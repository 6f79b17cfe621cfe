// SPDX-License-Identifier: Apache-2.0
// © James Ross Ω FLYING•ROBOTS <https://github.com/flyingrobots>

#![allow(missing_docs)]
use proptest::prelude::*;
use proptest::test_runner::{Config as PropConfig, RngAlgorithm, TestRng, TestRunner};

use echo_dmath::DFloat;

// The host `f32` is used here purely as an oracle: IEEE-754 binary32 with
// round-to-nearest-even is exactly the contract the integer engine emulates.
// Only NaN payloads are allowed to differ, so NaN results compare by class.
//
// To explore a different seed locally:
//   PROPTEST_SEED=<64 hex digits> cargo test -p echo-dmath --test scalar_oracle_tests

const SEED_BYTES: [u8; 32] = [
    0xD3, 0xA7, 0, 0, 0, 0, 0, 0, 0, 0, 0, 0, 0, 0, 0, 0, 0, 0, 0, 0, 0, 0, 0, 0, 0, 0, 0, 0, 0,
    0, 0, 0,
];

fn pinned_runner(cases: u32) -> TestRunner {
    let rng = TestRng::from_seed(RngAlgorithm::ChaCha, &SEED_BYTES);
    TestRunner::new_with_rng(
        PropConfig {
            cases,
            ..PropConfig::default()
        },
        rng,
    )
}

// Arbitrary bit patterns hit NaN/∞ far too rarely to matter and almost never
// produce operands of similar magnitude; mix in both.
fn operand() -> impl Strategy<Value = u32> {
    prop_oneof![
        4 => any::<u32>(),
        2 => 0x3E00_0000_u32..0x4100_0000,
        1 => 0_u32..0x0100_0000,
        1 => (0_u32..0x0100_0000).prop_map(|b| b | 0x8000_0000),
        1 => prop::sample::select(vec![
            0x0000_0000_u32,
            0x8000_0000,
            0x7F80_0000,
            0xFF80_0000,
            0x7FC0_0000,
            0x7F80_0001,
            0x0000_0001,
            0x007F_FFFF,
            0x0080_0000,
            0x7F7F_FFFF,
            0x3F80_0000,
            0xBF80_0000,
        ]),
    ]
}

fn assert_matches_oracle(op: &str, a: u32, b: u32, ours: DFloat, host: f32) -> Result<(), TestCaseError> {
    if host.is_nan() {
        prop_assert!(
            ours.is_nan(),
            "{op}({a:#010x}, {b:#010x}): expected NaN, got {ours:?}"
        );
    } else {
        prop_assert_eq!(
            ours.to_bits(),
            host.to_bits(),
            "{}({:#010x}, {:#010x}): {:?} vs host {:?}",
            op,
            a,
            b,
            ours,
            host
        );
    }
    Ok(())
}

fn check_binary(op: &str, ours: fn(DFloat, DFloat) -> DFloat, host: fn(f32, f32) -> f32) {
    let mut runner = pinned_runner(4096);
    runner
        .run(&(operand(), operand()), |(a, b)| {
            let got = ours(DFloat::from_bits(a), DFloat::from_bits(b));
            let want = host(f32::from_bits(a), f32::from_bits(b));
            assert_matches_oracle(op, a, b, got, want)
        })
        .unwrap_or_else(|err| panic!("{op}: {err}"));
}

#[test]
fn add_matches_host_binary32() {
    check_binary("add", |a, b| a + b, |a, b| a + b);
}

#[test]
fn sub_matches_host_binary32() {
    check_binary("sub", |a, b| a - b, |a, b| a - b);
}

#[test]
fn mul_matches_host_binary32() {
    check_binary("mul", |a, b| a * b, |a, b| a * b);
}

#[test]
fn div_matches_host_binary32() {
    check_binary("div", |a, b| a / b, |a, b| a / b);
}

#[test]
fn rem_matches_host_fmod() {
    check_binary("rem", |a, b| a % b, |a, b| a % b);
}

#[test]
fn sqrt_matches_host_binary32() {
    let mut runner = pinned_runner(4096);
    runner
        .run(&operand(), |a| {
            let got = DFloat::from_bits(a).sqrt();
            let want = f32::from_bits(a).sqrt();
            assert_matches_oracle("sqrt", a, 0, got, want)
        })
        .unwrap_or_else(|err| panic!("sqrt: {err}"));
}

#[test]
fn int_conversions_match_host_rounding() {
    let mut runner = pinned_runner(4096);
    runner
        .run(&(any::<i32>(), any::<u32>()), |(i, u)| {
            prop_assert_eq!(DFloat::from_i32(i).to_bits(), (i as f32).to_bits());
            prop_assert_eq!(DFloat::from_u32(u).to_bits(), (u as f32).to_bits());
            Ok(())
        })
        .unwrap_or_else(|err| panic!("from_int: {err}"));
}

#[test]
fn in_range_truncation_matches_host() {
    let mut runner = pinned_runner(4096);
    let in_range = (-2.0e9_f32..2.0e9_f32).prop_filter("finite", |v| v.is_finite());
    runner
        .run(&in_range, |v| {
            prop_assert_eq!(DFloat::from_f32(v).to_i32(), v as i32);
            prop_assert_eq!(DFloat::from_f32(v).trunc().to_bits(), v.trunc().to_bits());
            prop_assert_eq!(DFloat::from_f32(v).floor().to_bits(), v.floor().to_bits());
            prop_assert_eq!(DFloat::from_f32(v).ceil().to_bits(), v.ceil().to_bits());
            prop_assert_eq!(
                DFloat::from_f32(v).round_ties_even().to_bits(),
                v.round_ties_even().to_bits()
            );
            Ok(())
        })
        .unwrap_or_else(|err| panic!("truncation: {err}"));
}

#[test]
fn one_plus_one_is_two() {
    let one = DFloat::from_bits(0x3F80_0000);
    assert_eq!((one + one).to_bits(), 0x4000_0000);
}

§

What is needed> From the first line of the listing above through the line that contains "integer engine emulates.", set down each line without alteration, and nothing else.

Answer to the exercise>
repository 6f79b17cfe621cfe
// SPDX-License-Identifier: Apache-2.0
// © James Ross Ω FLYING•ROBOTS <https://github.com/flyingrobots>

#![allow(missing_docs)]
use proptest::prelude::*;
use proptest::test_runner::{Config as PropConfig, RngAlgorithm, TestRng, TestRunner};

use echo_dmath::DFloat;

// The host `f32` is used here purely as an oracle: IEEE-754 binary32 with
// round-to-nearest-even is exactly the contract the integer engine emulates.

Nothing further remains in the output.